* _Work order_
Wherever a line in the material contains the word "once", copy that line.

****************************************

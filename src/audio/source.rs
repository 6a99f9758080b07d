use anyhow::{Context, Result};
use std::io::Cursor;
use std::path::Path;
use std::time::Duration;
use thiserror::Error;

/// One bounded-duration unit of captured audio (16-bit PCM, interleaved)
#[derive(Debug, Clone)]
pub struct AudioSegment {
    /// Raw audio samples (i16 PCM, interleaved)
    pub samples: Vec<i16>,
    /// Sample rate in Hz
    pub sample_rate: u32,
    /// Number of channels
    pub channels: u16,
}

impl AudioSegment {
    /// Wall-clock duration of this segment
    pub fn duration(&self) -> Duration {
        if self.sample_rate == 0 || self.channels == 0 {
            return Duration::ZERO;
        }
        let frames = self.samples.len() as u64 / self.channels as u64;
        Duration::from_secs_f64(frames as f64 / self.sample_rate as f64)
    }
}

/// Accumulated session audio, the concatenation of all captured segments
#[derive(Debug, Clone)]
pub struct AudioBuffer {
    pub samples: Vec<i16>,
    pub sample_rate: u32,
    pub channels: u16,
}

impl AudioBuffer {
    /// Concatenate captured segments into a single buffer.
    ///
    /// Returns `None` for an empty capture. All segments of a session come
    /// from one source, so the first segment's format is authoritative.
    pub fn concat(segments: &[AudioSegment]) -> Option<Self> {
        let first = segments.first()?;
        let total: usize = segments.iter().map(|s| s.samples.len()).sum();

        let mut samples = Vec::with_capacity(total);
        for segment in segments {
            samples.extend_from_slice(&segment.samples);
        }

        Some(Self {
            samples,
            sample_rate: first.sample_rate,
            channels: first.channels,
        })
    }

    /// Total duration of the buffer
    pub fn duration(&self) -> Duration {
        if self.sample_rate == 0 || self.channels == 0 {
            return Duration::ZERO;
        }
        let frames = self.samples.len() as u64 / self.channels as u64;
        Duration::from_secs_f64(frames as f64 / self.sample_rate as f64)
    }

    /// Encode the buffer as an in-memory WAV file (for the transcription upload)
    pub fn wav_bytes(&self) -> Result<Vec<u8>> {
        let spec = hound::WavSpec {
            channels: self.channels,
            sample_rate: self.sample_rate,
            bits_per_sample: 16,
            sample_format: hound::SampleFormat::Int,
        };

        let mut cursor = Cursor::new(Vec::new());
        {
            let mut writer = hound::WavWriter::new(&mut cursor, spec)
                .context("Failed to create WAV writer")?;
            for &sample in &self.samples {
                writer
                    .write_sample(sample)
                    .context("Failed to write sample to WAV")?;
            }
            writer.finalize().context("Failed to finalize WAV")?;
        }

        Ok(cursor.into_inner())
    }

    /// Save the buffer as a WAV file on disk
    pub fn save_wav(&self, path: impl AsRef<Path>) -> Result<()> {
        let path = path.as_ref();
        if let Some(parent) = path.parent() {
            std::fs::create_dir_all(parent).context("Failed to create recordings directory")?;
        }

        let spec = hound::WavSpec {
            channels: self.channels,
            sample_rate: self.sample_rate,
            bits_per_sample: 16,
            sample_format: hound::SampleFormat::Int,
        };

        let mut writer = hound::WavWriter::create(path, spec)
            .with_context(|| format!("Failed to create WAV file: {}", path.display()))?;
        for &sample in &self.samples {
            writer
                .write_sample(sample)
                .context("Failed to write sample to WAV")?;
        }
        writer.finalize().context("Failed to finalize WAV file")?;

        Ok(())
    }
}

/// Per-segment capture failures.
///
/// `NoSpeech` is recoverable: the session skips the segment and keeps
/// capturing. `Unavailable` outside of `open()` is logged and skipped too;
/// a source that cannot be opened at all fails the session at start.
#[derive(Debug, Error)]
pub enum CaptureError {
    #[error("no speech detected within {0:?}")]
    NoSpeech(Duration),
    #[error("audio source unavailable: {0}")]
    Unavailable(String),
}

/// Audio capture source trait
///
/// Implementations:
/// - `MicSource`: cpal microphone input
/// - `FileSource`: decoded audio file served in segment-sized slices
#[async_trait::async_trait]
pub trait AudioSource: Send {
    /// Initialize the underlying device or input.
    ///
    /// Called once before the first capture; a failure here is fatal for the
    /// session and is surfaced before it ever transitions to recording.
    async fn open(&mut self) -> Result<()>;

    /// Capture one segment of at most `max_duration`.
    ///
    /// Returns `Ok(None)` when the source has no more audio to give (end of
    /// a file); live sources never return `None`. Must return within roughly
    /// `max_duration`: stop and pause are cooperative and only take effect
    /// between segment requests.
    async fn capture(&mut self, max_duration: Duration)
        -> Result<Option<AudioSegment>, CaptureError>;

    /// Release the underlying device or input.
    ///
    /// Called once the capture loop exits, before finalization, so a live
    /// device is not left capturing while transcription runs. A subsequent
    /// `open` must make the source usable again.
    async fn close(&mut self) {}

    /// Source name for logging
    fn name(&self) -> &str;
}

****************************************

* _Answer_
    /// Called once before the first capture; a failure here is fatal for the
    /// Called once the capture loop exits, before finalization, so a live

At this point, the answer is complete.